> _Description of the task_: When a line below contains the word "valid", copy that line.

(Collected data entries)
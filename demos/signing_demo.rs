//! # Signing Demo
//!
//! Signs with every curve family and with the domain signing helpers.
//!
//! ## Run
//!
//! ```bash
//! RUST_LOG=umbra_multikey=debug cargo run --example signing_demo
//! ```

use rand::rngs::OsRng;
use sha2::{Digest, Sha256};
use umbra_multikey::{signatures, KeyKind, PrivateKey};

fn main() {
    tracing_subscriber::fmt()
        .with_env_filter(
            tracing_subscriber::EnvFilter::try_from_default_env()
                .unwrap_or_else(|_| "umbra_multikey=info".into()),
        )
        .init();

    println!("=== Umbra Multikey: Signing Demo ===\n");

    // Step 1: One key per curve
    println!("Step 1: Signing with every curve family...");
    println!();
    println!("  ┌─────────────────────────────────────────────────────────────┐");
    println!("  │  secp256k1, secp256r1  sign a 32-byte digest               │");
    println!("  │  ed25519, sr25519      sign the message itself             │");
    println!("  └─────────────────────────────────────────────────────────────┘");
    println!();

    let message = b"hello from mailchain";
    let digest: [u8; 32] = Sha256::digest(message).into();

    for kind in KeyKind::ALL {
        let key = PrivateKey::generate(kind, &mut OsRng);
        let input: &[u8] = match kind {
            KeyKind::Secp256k1 | KeyKind::Secp256r1 => &digest,
            KeyKind::Ed25519 | KeyKind::Sr25519 => message,
        };

        let signature = key.sign(input).expect("Failed to sign");
        let valid = key.public_key().verify(input, &signature);

        println!("  {:<10} signature: {}... ({} bytes)", kind, hex::encode(&signature[..12]), signature.len());
        println!("  {:<10} valid: {}", "", if valid { "[OK]" } else { "[FAILED]" });
    }
    println!();

    // Step 2: Domain signing helpers
    println!("Step 2: Username ownership...");

    let identity = PrivateKey::generate(KeyKind::Ed25519, &mut OsRng);
    let signature = signatures::sign_username(&identity, b"alice").expect("Failed to sign username");
    let valid = signatures::verify_username(&identity.public_key(), b"alice", &signature)
        .expect("Failed to verify username");
    println!("  Signature: {}...", hex::encode(&signature[..16]));
    println!("  Valid: {}", if valid { "[OK]" } else { "[FAILED]" });

    let forged = signatures::verify_username(&identity.public_key(), b"mallory", &signature)
        .expect("Failed to verify username");
    println!(
        "  Other username: {}",
        if forged { "[FAILED] accepted" } else { "[OK] rejected" }
    );
    println!();

    // Step 3: Unsupported curve
    println!("Step 3: Identity helpers only accept ed25519 keys...");
    let secp = PrivateKey::generate(KeyKind::Secp256k1, &mut OsRng);
    match signatures::sign_username(&secp, b"alice") {
        Ok(_) => println!("  [FAILED] secp256k1 key accepted"),
        Err(e) => println!("  [OK] {}", e),
    }
    println!();

    // Step 4: Ethereum personal message
    println!("Step 4: Ethereum personal message with the secp256k1 key...");
    let signature = signatures::sign_ethereum_personal_message(&secp, b"hello")
        .expect("Failed to sign Ethereum message");
    let valid = signatures::verify(
        signatures::ETHEREUM_PERSONAL_MESSAGE,
        &secp.public_key(),
        b"hello",
        &signature,
    )
    .expect("Failed to verify Ethereum message");
    println!("  V: {}", signature[64]);
    println!("  Valid: {}", if valid { "[OK]" } else { "[FAILED]" });
    println!();

    println!("=== Example Complete ===");
}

> _Answer space_:
        let valid = key.public_key().verify(input, &signature);
        println!("  {:<10} valid: {}", "", if valid { "[OK]" } else { "[FAILED]" });
    let valid = signatures::verify_username(&identity.public_key(), b"alice", &signature)
    println!("  Valid: {}", if valid { "[OK]" } else { "[FAILED]" });
    let valid = signatures::verify(
    println!("  Valid: {}", if valid { "[OK]" } else { "[FAILED]" });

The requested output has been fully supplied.